Pharmacological and pharmacokinetic study of olmesartan medoxomil in animal diabetic retinopathy models.

A close relationship between the renin-angiotensin system and the pathophysiology of diabetic retinopathy has been suggested, several angiotensin II type 1 receptor (angiotensin AT1 receptor) antagonists being effective in animal models. Therefore, we examined the efficacy of an angiotensin AT1 receptor antagonist, olmesartan medoxomil (CS-866), in animal retinopathy models. In diabetic stroke-prone spontaneously hypertensive (SHRSP) rats, 4-week treatment with CS-866 prevented the elongation of oscillatory potential peaks dose-dependently which almost normalized at 3 mg/kg/day.

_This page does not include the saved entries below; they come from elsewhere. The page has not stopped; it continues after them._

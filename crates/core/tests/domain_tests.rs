// Job state machine tests: pure domain logic, no executor involved.

use genorch_core::domain::{Job, JobState, Stage, StageStatus, SubmitOptions};

#[test]
fn job_creation_populates_progress_from_options() {
    let job = Job::new("job-1", 1_000, SubmitOptions::default());

    assert_eq!(job.state, JobState::Pending);
    assert_eq!(job.progress.analysis, StageStatus::Pending);
    assert_eq!(job.progress.packages, StageStatus::Pending);
    assert_eq!(job.progress.ads, StageStatus::Pending);
    assert_eq!(job.progress.texts, StageStatus::Pending);
    assert!(job.completed_at.is_none());
    assert!(job.error.is_none());
    assert!(job.result.is_none());
}

#[test]
fn skip_options_mark_stages_skipped_at_creation() {
    let options = SubmitOptions {
        skip_packages: true,
        skip_ads: true,
        ..SubmitOptions::default()
    };
    let job = Job::new("job-2", 0, options);

    assert_eq!(job.progress.packages, StageStatus::Skipped);
    assert_eq!(job.progress.ads, StageStatus::Skipped);
    assert_eq!(job.progress.texts, StageStatus::Pending);
}

#[test]
fn lifecycle_pending_to_processing_to_completed() {
    let mut job = Job::new("job-3", 0, SubmitOptions::default());

    job.start(10).unwrap();
    assert_eq!(job.state, JobState::Processing);

    job.complete(20).unwrap();
    assert_eq!(job.state, JobState::Completed);
    assert_eq!(job.completed_at, Some(20));
}

#[test]
fn terminal_states_never_transition_away() {
    let mut job = Job::new("job-4", 0, SubmitOptions::default());
    job.start(10).unwrap();
    job.complete(20).unwrap();

    assert!(job.start(30).is_err());
    assert!(job.complete(30).is_err());
    assert!(job.fail(30, "too late").is_err());
    assert_eq!(job.state, JobState::Completed);
}

#[test]
fn fail_from_pending_sets_error_and_completed_at() {
    let mut job = Job::new("job-5", 0, SubmitOptions::default());
    job.fail(15, "cancelled before pickup").unwrap();

    assert_eq!(job.state, JobState::Failed);
    assert_eq!(job.error.as_deref(), Some("cancelled before pickup"));
    assert_eq!(job.completed_at, Some(15));
}

#[test]
fn skipped_stage_is_never_revisited() {
    let options = SubmitOptions {
        skip_texts: true,
        ..SubmitOptions::default()
    };
    let mut job = Job::new("job-6", 0, options);

    let result = job.update_stage(10, Stage::Texts, StageStatus::Done);
    assert!(result.is_err());
    assert_eq!(job.progress.texts, StageStatus::Skipped);
}

#[test]
fn non_skipped_stage_transitions_through_processing_to_done() {
    let mut job = Job::new("job-7", 0, SubmitOptions::default());

    job.update_stage(5, Stage::Analysis, StageStatus::Processing).unwrap();
    assert_eq!(job.progress.analysis, StageStatus::Processing);

    job.update_stage(10, Stage::Analysis, StageStatus::Done).unwrap();
    assert_eq!(job.progress.analysis, StageStatus::Done);
    assert_eq!(job.updated_at, 10);
}

#[test]
fn all_branches_terminal_accounts_for_skipped_stages() {
    let options = SubmitOptions {
        skip_packages: true,
        skip_ads: true,
        ..SubmitOptions::default()
    };
    let mut job = Job::new("job-8", 0, options);
    assert!(!job.progress.all_branches_terminal());

    job.update_stage(1, Stage::Analysis, StageStatus::Done).unwrap();
    assert!(!job.progress.all_branches_terminal());

    job.update_stage(2, Stage::Texts, StageStatus::Done).unwrap();
    assert!(job.progress.all_branches_terminal());
}
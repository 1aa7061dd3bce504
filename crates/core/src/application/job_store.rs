//! Job Store: the single authority for job records. All reads return
//! point-in-time snapshot copies; all writes are atomic read-modify-write
//! operations guarded by a per-job lock, each emitting exactly one
//! `ProgressEvent` from inside that same critical section.
//!
//! Locking follows shared-resource policy: a coarse `parking_lot::Mutex`
//! over the job map for structural ops (create/delete/list), and a per-entry
//! `parking_lot::Mutex` for in-record mutation and subscriber bookkeeping.

use std::collections::HashMap;
use std::sync::Arc;

use parking_lot::Mutex;
use tokio::task::JoinHandle;
use tracing::debug;

use crate::domain::{DomainError, Job, JobId, JobResult, JobState, Stage, StageStatus, SubmitOptions};
use crate::port::{IdProvider, TimeProvider};

use super::progress_bus::{ProgressCallback, ProgressEvent, SubscriberRegistry};

struct JobEntry {
    job: Job,
    subscribers: SubscriberRegistry,
}

pub struct JobStore {
    entries: Mutex<HashMap<JobId, Arc<Mutex<JobEntry>>>>,
    time: Arc<dyn TimeProvider>,
    ids: Arc<dyn IdProvider>,
}

/// A live subscription to one job's progress. Dropping this without calling
/// `unsubscribe` leaves the drain task running — call `unsubscribe` to tear
/// it down deterministically.
pub struct Subscription {
    entry: Arc<Mutex<JobEntry>>,
    id: u64,
    drain_handle: Option<JoinHandle<()>>,
}

impl Subscription {
    /// Guarantees that no further callbacks begin after this returns; a
    /// callback already running may finish.
    pub async fn unsubscribe(mut self) {
        {
            let mut entry = self.entry.lock();
            entry.subscribers.remove(self.id);
        }
        if let Some(handle) = self.drain_handle.take() {
            let _ = handle.await;
        }
    }
}

impl JobStore {
    pub fn new(time: Arc<dyn TimeProvider>, ids: Arc<dyn IdProvider>) -> Self {
        Self {
            entries: Mutex::new(HashMap::new()),
            time,
            ids,
        }
    }

    fn entry_for(&self, id: &str) -> Option<Arc<Mutex<JobEntry>>> {
        self.entries.lock().get(id).cloned()
    }

    /// `Create`: materializes a new job in `Pending`, assigns id/timestamps.
    pub fn create(&self, options: SubmitOptions) -> Job {
        let id = self.ids.generate_id();
        let now = self.time.now_millis();
        let job = Job::new(id.clone(), now, options);
        let entry = Arc::new(Mutex::new(JobEntry {
            job: job.clone(),
            subscribers: SubscriberRegistry::default(),
        }));
        self.entries.lock().insert(id, entry);
        job
    }

    /// `Get`: snapshot copy, never a reference into the store.
    pub fn get(&self, id: &str) -> Option<Job> {
        self.entry_for(id).map(|entry| entry.lock().job.clone())
    }

    /// `List`: snapshot of all current records, ordering unspecified.
    pub fn list(&self) -> Vec<Job> {
        self.entries
            .lock()
            .values()
            .map(|entry| entry.lock().job.clone())
            .collect()
    }

    pub fn len(&self) -> usize {
        self.entries.lock().len()
    }

    fn mutate<F>(&self, id: &str, mutate: F) -> Result<ProgressEvent, DomainError>
    where
        F: FnOnce(&mut Job, i64) -> Result<(), DomainError>,
    {
        let entry = self
            .entry_for(id)
            .ok_or_else(|| DomainError::JobNotFound(id.to_string()))?;
        let now = self.time.now_millis();
        let mut guard = entry.lock();
        mutate(&mut guard.job, now)?;
        let event = ProgressEvent::from_job(&guard.job);
        guard.subscribers.publish(&event);
        Ok(event)
    }

    /// Pending -> Processing, when the executor picks the job up.
    pub fn start(&self, id: &str) -> Result<(), DomainError> {
        self.mutate(id, |job, now| job.start(now))?;
        Ok(())
    }

    /// Marks one stage `Processing`.
    pub fn start_stage(&self, id: &str, stage: Stage) -> Result<(), DomainError> {
        self.mutate(id, |job, now| job.update_stage(now, stage, StageStatus::Processing))?;
        Ok(())
    }

    /// Marks one stage `Done` and merges its output into the job's Result in
    /// the same critical section: the field appears no earlier than the
    /// stage reaching `Done`, and no later either — both happen atomically.
    pub fn finish_stage_success<F>(&self, id: &str, stage: Stage, merge: F) -> Result<(), DomainError>
    where
        F: FnOnce(&mut JobResult),
    {
        self.mutate(id, |job, now| {
            let result = job.result.get_or_insert_with(JobResult::default);
            merge(result);
            job.update_stage(now, stage, StageStatus::Done)
        })?;
        Ok(())
    }

    /// Marks one stage `Failed`. Post-analysis stage failures never touch the
    /// job-level `error` field.
    pub fn finish_stage_failure(&self, id: &str, stage: Stage) -> Result<(), DomainError> {
        self.mutate(id, |job, now| job.update_stage(now, stage, StageStatus::Failed))?;
        Ok(())
    }

    /// Processing -> Completed. Computes `downloadUrl` at this point,
    /// since it is only meaningful once the job has a stable terminal Result.
    pub fn complete(&self, id: &str) -> Result<(), DomainError> {
        self.mutate(id, |job, now| {
            job.complete(now)?;
            let result = job.result.get_or_insert_with(JobResult::default);
            result.download_url = Some(format!("/jobs/{}/bundle", job.id));
            Ok(())
        })?;
        debug!(job_id = %id, "job completed");
        Ok(())
    }

    /// -> Failed, with a single top-level reason (analysis failure or
    /// cancellation before/while the job was in flight).
    pub fn fail(&self, id: &str, reason: impl Into<String>) -> Result<(), DomainError> {
        let reason = reason.into();
        self.mutate(id, |job, now| job.fail(now, reason.clone()))?;
        Ok(())
    }

    /// `Delete`: removes the record and tears down its subscriber set.
    pub fn delete(&self, id: &str) -> bool {
        let removed = self.entries.lock().remove(id);
        match removed {
            Some(entry) => {
                entry.lock().subscribers.clear();
                true
            }
            None => false,
        }
    }

    /// `subscribe`: synchronously delivers a replay event reflecting the
    /// job's current state before returning, then registers the subscriber
    /// for every subsequent event. Returns `None` if the job does not exist.
    pub fn subscribe(&self, id: &str, callback: ProgressCallback) -> Option<Subscription> {
        let entry = self.entry_for(id)?;
        let mut guard = entry.lock();
        let replay = ProgressEvent::from_job(&guard.job);
        let (sub_id, handle) = guard.subscribers.register(callback.clone());
        drop(guard);
        super::progress_bus::deliver_replay(&callback, replay);
        Some(Subscription {
            entry,
            id: sub_id,
            drain_handle: Some(handle),
        })
    }

    pub fn is_terminal(&self, id: &str) -> Option<bool> {
        self.get(id).map(|job| job.state == JobState::Completed || job.state == JobState::Failed)
    }
}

Next, in oxygen-induced retinopathy mice, CS-866 at 1 mg/kg significantly prevented the retinal neovascularization. In these animal models, plasma concentrations of CS-866 were comparable to the in vitro IC50 value of the angiotensin AT1 receptor. In summary, our data demonstrated that CS-866 was effective in early and late stage retinopathy models through the inhibition of the angiotensin AT1 receptor. These findings suggest the possibility of CS-866 as a therapeutic agent for diabetic retinopathy.